Bristol-Myers announces phase III results of Erbitux for lung cancer
ImClone Systems Incorporated and Bristol-Myers Squibb Company has announced results from an open-label phase III study of Erbitux (Cetuximab) plus a taxane and carboplatin in the first-line treatment for metastatic non-small cell lung cancer (NSCLC).
The study did not meet its primary endpoint of progression-free survival (PFS) as assessed by an independent radiology review committee (IRRC). However, key secondary endpoints of the study, including response rate as assessed by the IRRC and PFS as assessed by clinical investigators, were statistically significant and favoured the Erbitux- containing arm.

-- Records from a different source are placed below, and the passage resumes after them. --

use crate::{
    domain::{
        ChatMessage, ClientError, Connector, MessageContent, MessageLog, Nickname, RoomId,
        SendRejection, SessionEvent, SessionState, Transport, TransportError, ValueObjectError,
    },
    infrastructure::dto::{decode_chat_message, encode_chat_message},
};

/// Explicit configuration a session is constructed with
#[derive(Debug, Clone, PartialEq, Eq)]
pub struct SessionConfig {
    pub nickname: Nickname,
    pub room_id: RoomId,
}

/// How a session reached `Disconnected`
#[derive(Debug, Clone, Copy, PartialEq, Eq)]
pub enum DisconnectReason {
    /// `disconnect` was called; LEAVE was published best-effort
    Teardown,
    /// The socket went away; no LEAVE was published
    TransportLost,
}

pub struct ChatSession<T: Transport> {
    config: SessionConfig,
    state: SessionState,
    state_tx: watch::Sender<SessionState>,
    transport: Option<T>,
    log: MessageLog,
    clock: Arc<dyn Clock>,
    status: String,
    disconnect_reason: Option<DisconnectReason>,
}
//! Client execution logic with reconnection support.

use chrono::FixedOffset;
use stomproom_shared::time::{local_offset, now_millis};
use tokio::sync::mpsc;

use super::{
    formatter::MessageFormatter,
    input::spawn_line_reader,
    prompt::redisplay_prompt,
};
use crate::{
    config::{ClientConfig, ReconnectPolicy},
    domain::{ChatMessage, ClientError, Connector, Nickname, SendRejection, Transport},
    infrastructure::stomp::StompConnector,
    usecase::{ChatSession, DisconnectReason, SessionConfig},
};

/// What ended a stretch of connected operation
enum Outcome {
    /// Input closed (Ctrl+C / Ctrl+D)
    UserExit,
    /// The session stopped being connected
    SessionEnded,
}

enum Step {
    Input(Option<String>),
    Incoming(Option<ChatMessage>),
}

/// Run the chat client with reconnection logic
///
/// Returns once the user leaves. An initial connect failure, a protocol
/// failure or running out of reconnect attempts is returned as an error.
pub async fn run_client(config: ClientConfig, nickname: Nickname) -> Result<(), ClientError> {
    let connector = StompConnector::new(config.endpoint.clone()).with_heart_beat(config.heart_beat);
    tracing::info!("Connecting to {} as '{}'", connector.endpoint(), nickname);

    let prompt = format!("{}> ", nickname);
    let session_config = SessionConfig {
        nickname,
        room_id: config.room_id.clone(),
    };
    run_session(&connector, session_config, &config.reconnect, || {
        spawn_line_reader(prompt)
    })
    .await
}

/// Drive one membership over `connector` until the user leaves.
///
/// `spawn_input` is only called once the first connection succeeded.
async fn run_session<C, F>(
    connector: &C,
    session_config: SessionConfig,
    policy: &ReconnectPolicy,
    spawn_input: F,
) -> Result<(), ClientError>
where
    C: Connector,
    F: FnOnce() -> mpsc::UnboundedReceiver<String>,
{
    let nickname = session_config.nickname.clone();
    let room_id = session_config.room_id.clone();

    let mut session = ChatSession::connect(session_config, connector).await;
    if !session.state().is_connected() {
        print!(
            "{}",
            MessageFormatter::format_status(session.state(), session.status())
        );
        return Err(ClientError::ConnectionFailure(session.status().to_string()));
    }

    print!("{}", MessageFormatter::format_welcome(&nickname, &room_id));

    let mut input = spawn_input();
    let offset = local_offset();

    loop {
        if let Outcome::UserExit = drive(&mut session, &mut input, &offset).await {
            session.disconnect().await;
            tracing::info!("Client session ended normally");
            return Ok(());
        }

        print!(
            "{}",
            MessageFormatter::format_status(session.state(), session.status())
        );
        if session.disconnect_reason() != Some(DisconnectReason::TransportLost) {
            return Err(ClientError::ConnectionFailure(session.status().to_string()));
        }

        session = match reconnect(session, connector, policy, &mut input).await {
            Reconnect::Connected(session) => session,
            Reconnect::UserExit => {
                tracing::info!("Client session ended while disconnected");
                return Ok(());
            }
            Reconnect::GaveUp => return Err(ClientError::AbruptDisconnect),
        };
        print!(
            "{}",
            MessageFormatter::format_status(session.state(), session.status())
        );
        redisplay_prompt(&nickname);
    }
}

/// Pump input and deliveries until the user leaves or the session ends
async fn drive<T: Transport>(
    session: &mut ChatSession<T>,
    input: &mut mpsc::UnboundedReceiver<String>,
    offset: &FixedOffset,
) -> Outcome {
    let nickname = session.config().nickname.clone();

    loop {
        let step = tokio::select! {
            line = input.recv() => Step::Input(line),
            message = session.receive() => Step::Incoming(message),
        };

        match step {
            Step::Input(None) => return Outcome::UserExit,
            Step::Input(Some(line)) => send_line(session, &line).await,
            Step::Incoming(Some(message)) => {
                let received_at = session
                    .log()
                    .entries()
                    .last()
                    .map(|entry| entry.received_at)
                    .unwrap_or_else(now_millis);
                print!(
                    "{}",
                    MessageFormatter::format_message(&message, received_at, &nickname, offset)
                );
                redisplay_prompt(&nickname);
            }
            Step::Incoming(None) => return Outcome::SessionEnded,
        }
    }
}

async fn send_line<T: Transport>(session: &mut ChatSession<T>, line: &str) {
    match session.send(line).await {
        Ok(()) => {}
        Err(ClientError::SendRejected(SendRejection::EmptyContent)) => {
            redisplay_prompt(&session.config().nickname);
        }
        Err(ClientError::SendRejected(rejection)) => {
            print!("{}", MessageFormatter::format_send_rejected(&rejection));
            redisplay_prompt(&session.config().nickname);
        }
        Err(e) => tracing::warn!("Failed to send message: {}", e),
    }
}

enum Reconnect<T: Transport> {
    Connected(ChatSession<T>),
    UserExit,
    GaveUp,
}

/// Retry with a fixed delay until connected or out of attempts.
///
/// Lines typed while waiting go through `send` on the disconnected session
/// and are rejected, never queued for the next connection.
async fn reconnect<C>(
    mut session: ChatSession<C::Transport>,
    connector: &C,
    policy: &ReconnectPolicy,
    input: &mut mpsc::UnboundedReceiver<String>,
) -> Reconnect<C::Transport>
where
    C: Connector,
{
    let mut attempts = 0;

    while policy.allows(attempts) {
        attempts += 1;
        print!(
            "{}",
            MessageFormatter::format_reconnecting(attempts, policy.max_attempts, policy.delay)
        );

        let delay = tokio::time::sleep(policy.delay);
        tokio::pin!(delay);
        loop {
            tokio::select! {
                _ = &mut delay => break,
                line = input.recv() => match line {
                    Some(line) => send_line(&mut session, &line).await,
                    None => return Reconnect::UserExit,
                },
            }
        }

        session = session.resume(connector).await;
        if session.state().is_connected() {
            tracing::info!("Reconnected after {} attempt(s)", attempts);
            return Reconnect::Connected(session);
        }
        tracing::warn!("Reconnect attempt {} failed: {}", attempts, session.status());
    }

    tracing::error!(
        "Failed to reconnect after {} attempts. Exiting.",
        policy.max_attempts
    );
    Reconnect::GaveUp
}
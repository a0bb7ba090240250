//! STOMP 1.2 client over WebSocket.
//!
//! - `frame`: frame encoding and decoding
//! - `heartbeat`: heart-beat header parsing and negotiation
//! - `endpoint`: broker URL derivation from the backend base URL
//! - `connection`: the `Connector` / `Transport` implementation

pub mod connection;
pub mod endpoint;
pub mod frame;
pub mod heartbeat;

pub use connection::{StompConnection, StompConnector};
pub use endpoint::{EndpointError, websocket_endpoint};
pub use frame::{Command, Frame, FrameError};
pub use heartbeat::{HeartBeat, NegotiatedHeartBeat};
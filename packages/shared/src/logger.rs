//! Logging setup utilities for the stomproom chat client.

use tracing_subscriber::{layer::SubscriberExt, util::SubscriberInitExt};

/// Build the default filter directive for the given targets.
///
/// Crate names are normalized the way Rust normalizes them for log targets
/// (`stomproom-client` becomes `stomproom_client`).
pub fn default_directive(targets: &[&str], default_log_level: &str) -> String {
    targets
        .iter()
        .map(|target| format!("{}={}", target.replace('-', "_"), default_log_level))
        .collect::<Vec<_>>()
        .join(",")
}

/// Initialize the tracing subscriber with the specified default log level.
///
/// Logs go to stderr so they do not interleave with the chat prompt on stdout.
/// The log level can be overridden using the `RUST_LOG` environment variable.
///
/// # Arguments
///
/// * `targets` - Crate or binary names to enable (e.g. `["stomproom-client", "stomproom"]`)
/// * `default_log_level` - The default log level (e.g. "debug", "info", "warn", "error")
///
/// # Examples
///
/// ```no_run
/// use stomproom_shared::logger::setup_logger;
///
/// setup_logger(&["stomproom-client", "stomproom"], "info");
/// ```
pub fn setup_logger(targets: &[&str], default_log_level: &str) {
    tracing_subscriber::registry()
        .with(
            tracing_subscriber::EnvFilter::try_from_default_env()
                .unwrap_or_else(|_| default_directive(targets, default_log_level).into()),
        )
        .with(tracing_subscriber::fmt::layer().with_writer(std::io::stderr))
        .init();
}
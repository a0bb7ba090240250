//! Repository trait definitions.
//!
//! Persistence the domain needs, implemented by the infrastructure layer.

use super::{error::ClientError, value_object::Nickname};

/// Locally persisted nickname, chosen once per user profile and reused
pub trait NicknameRepository: Send + Sync {
    /// The stored nickname, or `None` if none has been saved yet
    fn load(&self) -> Result<Option<Nickname>, ClientError>;

    /// Persist the nickname for later runs
    fn save(&self, nickname: &Nickname) -> Result<(), ClientError>;
}
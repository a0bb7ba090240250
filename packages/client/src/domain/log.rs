//! Local ordered log of received messages.

use super::message::ChatMessage;

/// A received message together with the local time it arrived
#[derive(Debug, Clone, PartialEq, Eq)]
pub struct LoggedMessage {
    pub message: ChatMessage,
    /// Unix timestamp (milliseconds) when the message was delivered locally
    pub received_at: i64,
}

/// Append-only log of messages in the order the transport delivered them.
///
/// No de-duplication or re-ordering happens here.
#[derive(Debug, Clone, Default)]
pub struct MessageLog {
    entries: Vec<LoggedMessage>,
}

impl MessageLog {
    pub fn new() -> Self {
        Self::default()
    }

    pub fn append(&mut self, message: ChatMessage, received_at: i64) {
        self.entries.push(LoggedMessage {
            message,
            received_at,
        });
    }

    pub fn entries(&self) -> &[LoggedMessage] {
        &self.entries
    }

    pub fn messages(&self) -> impl Iterator<Item = &ChatMessage> {
        self.entries.iter().map(|entry| &entry.message)
    }

    pub fn len(&self) -> usize {
        self.entries.len()
    }

    pub fn is_empty(&self) -> bool {
        self.entries.is_empty()
    }
}
//! STOMP frame codec.
//!
//! ```text
//! COMMAND
//! header1:value1
//! header2:value2
//!
//! body^@
//! ```
//!
//! EOL may be `\n` or `\r\n`. Bare EOLs between frames are heart-beats and
//! are skipped by the decoder. Header values are escaped (`\\`, `\n`, `\r`,
//! `\c`) in every frame except CONNECT and CONNECTED.

use std::fmt;

use thiserror::Error;

const NUL: u8 = 0;
const LF: u8 = b'\n';
const CR: u8 = b'\r';

/// Frame decoding errors
#[derive(Debug, Error, Clone, PartialEq, Eq)]
pub enum FrameError {
    #[error("unknown command: {0}")]
    UnknownCommand(String),

    #[error("malformed header line: {0}")]
    MalformedHeader(String),

    #[error("invalid escape sequence in header: {0}")]
    InvalidEscape(String),

    #[error("invalid content-length: {0}")]
    InvalidContentLength(String),

    #[error("invalid heart-beat header: {0}")]
    InvalidHeartBeat(String),

    #[error("frame is not terminated by NUL")]
    MissingTerminator,

    #[error("frame is not valid UTF-8")]
    InvalidUtf8,
}

/// STOMP command
#[derive(Debug, Clone, Copy, PartialEq, Eq, Hash)]
pub enum Command {
    // client frames
    Connect,
    Stomp,
    Send,
    Subscribe,
    Unsubscribe,
    Ack,
    Nack,
    Begin,
    Commit,
    Abort,
    Disconnect,
    // server frames
    Connected,
    Message,
    Receipt,
    Error,
}

impl Command {
    pub fn as_str(self) -> &'static str {
        match self {
            Command::Connect => "CONNECT",
            Command::Stomp => "STOMP",
            Command::Send => "SEND",
            Command::Subscribe => "SUBSCRIBE",
            Command::Unsubscribe => "UNSUBSCRIBE",
            Command::Ack => "ACK",
            Command::Nack => "NACK",
            Command::Begin => "BEGIN",
            Command::Commit => "COMMIT",
            Command::Abort => "ABORT",
            Command::Disconnect => "DISCONNECT",
            Command::Connected => "CONNECTED",
            Command::Message => "MESSAGE",
            Command::Receipt => "RECEIPT",
            Command::Error => "ERROR",
        }
    }

    pub fn parse(line: &str) -> Result<Self, FrameError> {
        let command = match line {
            "CONNECT" => Command::Connect,
            "STOMP" => Command::Stomp,
            "SEND" => Command::Send,
            "SUBSCRIBE" => Command::Subscribe,
            "UNSUBSCRIBE" => Command::Unsubscribe,
            "ACK" => Command::Ack,
            "NACK" => Command::Nack,
            "BEGIN" => Command::Begin,
            "COMMIT" => Command::Commit,
            "ABORT" => Command::Abort,
            "DISCONNECT" => Command::Disconnect,
            "CONNECTED" => Command::Connected,
            "MESSAGE" => Command::Message,
            "RECEIPT" => Command::Receipt,
            "ERROR" => Command::Error,
            other => return Err(FrameError::UnknownCommand(other.to_string())),
        };
        Ok(command)
    }

    /// CONNECT and CONNECTED headers are sent verbatim for 1.0 compatibility.
    fn escapes_headers(self) -> bool {
        !matches!(self, Command::Connect | Command::Connected)
    }
}

impl fmt::Display for Command {
    fn fmt(&self, f: &mut fmt::Formatter<'_>) -> fmt::Result {
        f.write_str(self.as_str())
    }
}

/// A single STOMP frame
#[derive(Debug, Clone, PartialEq, Eq)]
pub struct Frame {
    command: Command,
    headers: Vec<(String, String)>,
    body: Vec<u8>,
}

impl Frame {
    pub fn new(command: Command) -> Self {
        Self {
            command,
            headers: Vec::new(),
            body: Vec::new(),
        }
    }

    pub fn with_header(mut self, name: impl Into<String>, value: impl Into<String>) -> Self {
        self.headers.push((name.into(), value.into()));
        self
    }

    pub fn with_body(mut self, body: impl Into<Vec<u8>>) -> Self {
        self.body = body.into();
        self
    }

    pub fn command(&self) -> Command {
        self.command
    }

    /// Value of a header. When a header is repeated the first one wins.
    pub fn header(&self, name: &str) -> Option<&str> {
        self.headers
            .iter()
            .find(|(key, _)| key == name)
            .map(|(_, value)| value.as_str())
    }

    pub fn headers(&self) -> &[(String, String)] {
        &self.headers
    }

    pub fn body(&self) -> &[u8] {
        &self.body
    }

    pub fn body_text(&self) -> Result<&str, FrameError> {
        std::str::from_utf8(&self.body).map_err(|_| FrameError::InvalidUtf8)
    }

    /// Serialize the frame, adding `content-length` when a body is present
    /// and the header was not set explicitly.
    pub fn encode(&self) -> Vec<u8> {
        let mut out = Vec::with_capacity(64 + self.body.len());
        out.extend_from_slice(self.command.as_str().as_bytes());
        out.push(LF);

        let escape = self.command.escapes_headers();
        for (name, value) in &self.headers {
            if escape {
                out.extend_from_slice(escape_header(name).as_bytes());
                out.push(b':');
                out.extend_from_slice(escape_header(value).as_bytes());
            } else {
                out.extend_from_slice(name.as_bytes());
                out.push(b':');
                out.extend_from_slice(value.as_bytes());
            }
            out.push(LF);
        }
        if !self.body.is_empty() && self.header("content-length").is_none() {
            out.extend_from_slice(format!("content-length:{}", self.body.len()).as_bytes());
            out.push(LF);
        }

        out.push(LF);
        out.extend_from_slice(&self.body);
        out.push(NUL);
        out
    }
}

/// Decode one frame from the start of `buf`.
///
/// Returns the frame and the number of bytes consumed, or `None` when `buf`
/// holds only heart-beats or an incomplete frame.
pub fn decode(buf: &[u8]) -> Result<Option<(Frame, usize)>, FrameError> {
    let mut pos = skip_heartbeats(buf, 0);
    if pos == buf.len() {
        return Ok(None);
    }

    let Some((line, next)) = read_line(buf, pos) else {
        return Ok(None);
    };
    let command = Command::parse(utf8(line)?)?;
    pos = next;

    let mut headers = Vec::new();
    loop {
        let Some((line, next)) = read_line(buf, pos) else {
            return Ok(None);
        };
        pos = next;
        if line.is_empty() {
            break;
        }
        let line = utf8(line)?;
        let Some((name, value)) = line.split_once(':') else {
            return Err(FrameError::MalformedHeader(line.to_string()));
        };
        if command.escapes_headers() {
            headers.push((unescape_header(name)?, unescape_header(value)?));
        } else {
            headers.push((name.to_string(), value.to_string()));
        }
    }

    let content_length = headers
        .iter()
        .find(|(name, _)| name == "content-length")
        .map(|(_, value)| {
            value
                .trim()
                .parse::<usize>()
                .map_err(|_| FrameError::InvalidContentLength(value.clone()))
        })
        .transpose()?;

    let (body, consumed) = match content_length {
        Some(len) => {
            let end = pos
                .checked_add(len)
                .ok_or_else(|| FrameError::InvalidContentLength(len.to_string()))?;
            if buf.len() <= end {
                return Ok(None);
            }
            if buf[end] != NUL {
                return Err(FrameError::MissingTerminator);
            }
            (buf[pos..end].to_vec(), end + 1)
        }
        None => match buf[pos..].iter().position(|&b| b == NUL) {
            Some(offset) => (buf[pos..pos + offset].to_vec(), pos + offset + 1),
            None => return Ok(None),
        },
    };

    Ok(Some((
        Frame {
            command,
            headers,
            body,
        },
        consumed,
    )))
}

/// Decode every frame in a complete buffer, e.g. one WebSocket message.
pub fn decode_all(buf: &[u8]) -> Result<Vec<Frame>, FrameError> {
    let mut frames = Vec::new();
    let mut rest = buf;
    while let Some((frame, consumed)) = decode(rest)? {
        frames.push(frame);
        rest = &rest[consumed..];
    }
    if skip_heartbeats(rest, 0) != rest.len() {
        return Err(FrameError::MissingTerminator);
    }
    Ok(frames)
}

fn skip_heartbeats(buf: &[u8], mut pos: usize) -> usize {
    loop {
        match buf.get(pos) {
            Some(&LF) => pos += 1,
            Some(&CR) if buf.get(pos + 1) == Some(&LF) => pos += 2,
            _ => return pos,
        }
    }
}

fn read_line(buf: &[u8], start: usize) -> Option<(&[u8], usize)> {
    let offset = buf[start..].iter().position(|&b| b == LF)?;
    let end = start + offset;
    let line = match buf[start..end].last() {
        Some(&CR) => &buf[start..end - 1],
        _ => &buf[start..end],
    };
    Some((line, end + 1))
}

fn utf8(bytes: &[u8]) -> Result<&str, FrameError> {
    std::str::from_utf8(bytes).map_err(|_| FrameError::InvalidUtf8)
}

fn escape_header(value: &str) -> String {
    let mut out = String::with_capacity(value.len());
    for c in value.chars() {
        match c {
            '\\' => out.push_str("\\\\"),
            '\n' => out.push_str("\\n"),
            '\r' => out.push_str("\\r"),
            ':' => out.push_str("\\c"),
            other => out.push(other),
        }
    }
    out
}

fn unescape_header(value: &str) -> Result<String, FrameError> {
    let mut out = String::with_capacity(value.len());
    let mut chars = value.chars();
    while let Some(c) = chars.next() {
        if c != '\\' {
            out.push(c);
            continue;
        }
        match chars.next() {
            Some('\\') => out.push('\\'),
            Some('n') => out.push('\n'),
            Some('r') => out.push('\r'),
            Some('c') => out.push(':'),
            _ => return Err(FrameError::InvalidEscape(value.to_string())),
        }
    }
    Ok(out)
}
//! STOMP-over-WebSocket chat client library.
//!
//! This library provides a chat session that joins a single room on an
//! external STOMP broker, announces presence and exchanges chat messages,
//! plus the terminal UI that drives it.

// layers
pub mod domain;
pub mod infrastructure;
pub mod ui;
pub mod usecase;

pub mod config;
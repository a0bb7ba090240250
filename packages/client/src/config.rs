//! Command line and environment configuration.

use std::{path::PathBuf, time::Duration};

use clap::Parser;
use url::Url;

use crate::{
    domain::{ClientError, Nickname, RoomId},
    infrastructure::stomp::{HeartBeat, websocket_endpoint},
};

pub const DEFAULT_BACKEND_URL: &str = "http://localhost:8080";

#[derive(Parser, Debug)]
#[command(name = "stomproom")]
#[command(about = "Terminal chat client for a STOMP-over-WebSocket chat room", long_about = None)]
pub struct Args {
    /// Backend base URL; the STOMP endpoint is <url>/ws
    #[arg(short = 'u', long, env = "BACKEND_URL", default_value = DEFAULT_BACKEND_URL)]
    pub backend_url: String,

    /// Room to join
    #[arg(short = 'r', long, default_value = RoomId::DEFAULT)]
    pub room: String,

    /// Nickname for this run (not persisted)
    #[arg(short = 'n', long)]
    pub nickname: Option<String>,

    /// File the nickname is persisted in
    #[arg(long, env = "STOMPROOM_NICKNAME_FILE")]
    pub nickname_file: Option<PathBuf>,

    /// Connect to the raw WebSocket entry of a SockJS endpoint (<url>/ws/websocket)
    #[arg(long)]
    pub sockjs: bool,

    /// Heart-beat interval to offer the broker in milliseconds (0 disables)
    #[arg(long, default_value_t = 10_000)]
    pub heartbeat_ms: u64,

    /// Reconnection attempts after the connection drops
    #[arg(long, default_value_t = 5)]
    pub reconnect_attempts: u32,

    /// Fixed delay between reconnection attempts in seconds
    #[arg(long, default_value_t = 5)]
    pub reconnect_delay_secs: u64,
}

/// Fixed-delay reconnect policy applied after an abrupt disconnect
#[derive(Debug, Clone, Copy, PartialEq, Eq)]
pub struct ReconnectPolicy {
    pub max_attempts: u32,
    pub delay: Duration,
}

impl ReconnectPolicy {
    /// Whether another attempt is allowed after `attempts_made` failures
    pub fn allows(&self, attempts_made: u32) -> bool {
        attempts_made < self.max_attempts
    }
}

/// Resolved client configuration
#[derive(Debug, Clone)]
pub struct ClientConfig {
    pub endpoint: Url,
    pub room_id: RoomId,
    pub nickname: Option<Nickname>,
    pub nickname_file: Option<PathBuf>,
    pub heart_beat: HeartBeat,
    pub reconnect: ReconnectPolicy,
}

impl TryFrom<Args> for ClientConfig {
    type Error = ClientError;

    fn try_from(args: Args) -> Result<Self, Self::Error> {
        let endpoint = websocket_endpoint(&args.backend_url, args.sockjs)
            .map_err(|e| ClientError::InvalidConfig(e.to_string()))?;
        let nickname = args.nickname.map(Nickname::new).transpose()?;

        Ok(Self {
            endpoint,
            room_id: RoomId::new(args.room)?,
            nickname,
            nickname_file: args.nickname_file,
            heart_beat: HeartBeat::new(args.heartbeat_ms, args.heartbeat_ms),
            reconnect: ReconnectPolicy {
                max_attempts: args.reconnect_attempts,
                delay: Duration::from_secs(args.reconnect_delay_secs),
            },
        })
    }
}
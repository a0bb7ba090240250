//! Message formatting utilities for client display.

use std::time::Duration;

use chrono::FixedOffset;
use stomproom_shared::time::timestamp_to_clock_time;

use crate::domain::{ChatMessage, MessageType, Nickname, RoomId, SendRejection, SessionState};

/// Message formatter for client display
pub struct MessageFormatter;

impl MessageFormatter {
    /// Banner shown once the room is joined
    pub fn format_welcome(nickname: &Nickname, room_id: &RoomId) -> String {
        format!(
            "\n============================================================\n\
             You are '{}' in room '{}'.\n\
             Type messages and press Enter to send. Press Ctrl+C to leave.\n\
             ============================================================\n",
            nickname, room_id
        )
    }

    /// Format a message from the room log
    ///
    /// # Arguments
    ///
    /// * `message` - The message to display
    /// * `received_at` - Unix timestamp (milliseconds) when it arrived locally
    /// * `me` - The current user's nickname (own messages are marked)
    /// * `offset` - Timezone offset to show times in
    pub fn format_message(
        message: &ChatMessage,
        received_at: i64,
        me: &Nickname,
        offset: &FixedOffset,
    ) -> String {
        let time = timestamp_to_clock_time(received_at, offset)
            .unwrap_or_else(|| "--:--:--".to_string());
        match message.kind() {
            MessageType::Enter => format!("\n[{}] + {} entered\n", time, message.sender()),
            MessageType::Leave => format!("\n[{}] - {} left\n", time, message.sender()),
            MessageType::Talk => {
                let me_suffix = if message.is_from(me) { " (me)" } else { "" };
                format!(
                    "\n[{}] @{}{}: {}\n",
                    time,
                    message.sender(),
                    me_suffix,
                    message.content()
                )
            }
        }
    }

    /// Format the session status indicator
    pub fn format_status(state: SessionState, status: &str) -> String {
        format!("\n* [{}] {}\n", state, status)
    }

    /// Format the alert shown when a message could not be sent
    pub fn format_send_rejected(rejection: &SendRejection) -> String {
        format!("\n! Message not sent: {}\n", rejection)
    }

    /// Format the notice shown before a reconnection attempt
    pub fn format_reconnecting(attempt: u32, max_attempts: u32, delay: Duration) -> String {
        format!(
            "\n* Reconnecting in {} seconds... (attempt {}/{})\n",
            delay.as_secs(),
            attempt,
            max_attempts
        )
    }
}
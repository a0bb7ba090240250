//! Broker endpoint derivation.

use thiserror::Error;
use url::Url;

#[derive(Debug, Error, Clone, PartialEq, Eq)]
pub enum EndpointError {
    #[error("invalid backend URL: {0}")]
    InvalidUrl(#[from] url::ParseError),

    #[error("unsupported URL scheme: {0} (expected http, https, ws or wss)")]
    UnsupportedScheme(String),
}

/// Derive the WebSocket URL of the STOMP endpoint from the backend base URL.
///
/// `http` maps to `ws` and `https` to `wss`. The endpoint is `<base>/ws`;
/// with `sockjs` set it is the raw WebSocket entry `<base>/ws/websocket` that
/// SockJS endpoints expose next to their polling transports.
pub fn websocket_endpoint(backend_url: &str, sockjs: bool) -> Result<Url, EndpointError> {
    let mut url = Url::parse(backend_url)?;

    let scheme = match url.scheme() {
        "http" | "ws" => "ws",
        "https" | "wss" => "wss",
        other => return Err(EndpointError::UnsupportedScheme(other.to_string())),
    };
    url.set_scheme(scheme)
        .map_err(|_| EndpointError::UnsupportedScheme(url.scheme().to_string()))?;

    let base = url.path().trim_end_matches('/').to_string();
    let path = if sockjs {
        format!("{base}/ws/websocket")
    } else {
        format!("{base}/ws")
    };
    url.set_path(&path);
    url.set_query(None);
    url.set_fragment(None);

    Ok(url)
}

Known as BMS CA225-099, this study included more than 600 patients from the United States and Canada and was one of several clinical trials intended to establish the role of Erbitux in the treatment of advanced NSCLC. Data from the largest of these trials, an ongoing multinational phase III study of Erbitux plus cisplatin and vinorelbine intended to be the pivotal study for the Erbitux NSCLC regulatory strategy, are not yet available.
"We consider lung cancer to be a high priority and await the results of other phase II and phase III evaluations of Erbitux in the first- and second- line setting with chemotherapy regimens," stated Eric K Rowinsky, MD, chief medical officer and senior vice president of ImClone Systems.
"Lung cancer is a devastating disease with few effective treatment options," said Martin Birkhofer, MD, vice president, oncology global medical affairs, Bristol-Myers Squibb. "Efforts to fully interpret these results are ongoing, and the companies plan to submit the data from this study to an upcoming medical meeting in 2007."
The American Cancer Society estimates that in the US, more than 213,000 people will be diagnosed with lung cancer in 2007. Lung cancer is the leading cause of cancer-related death in men and women in the US, with 160,000 deaths estimated in 2007. Approximately 80 to 85 per cent of these patients will be diagnosed with NSCLC, with the majority being diagnosed with locally advanced or metastatic disease.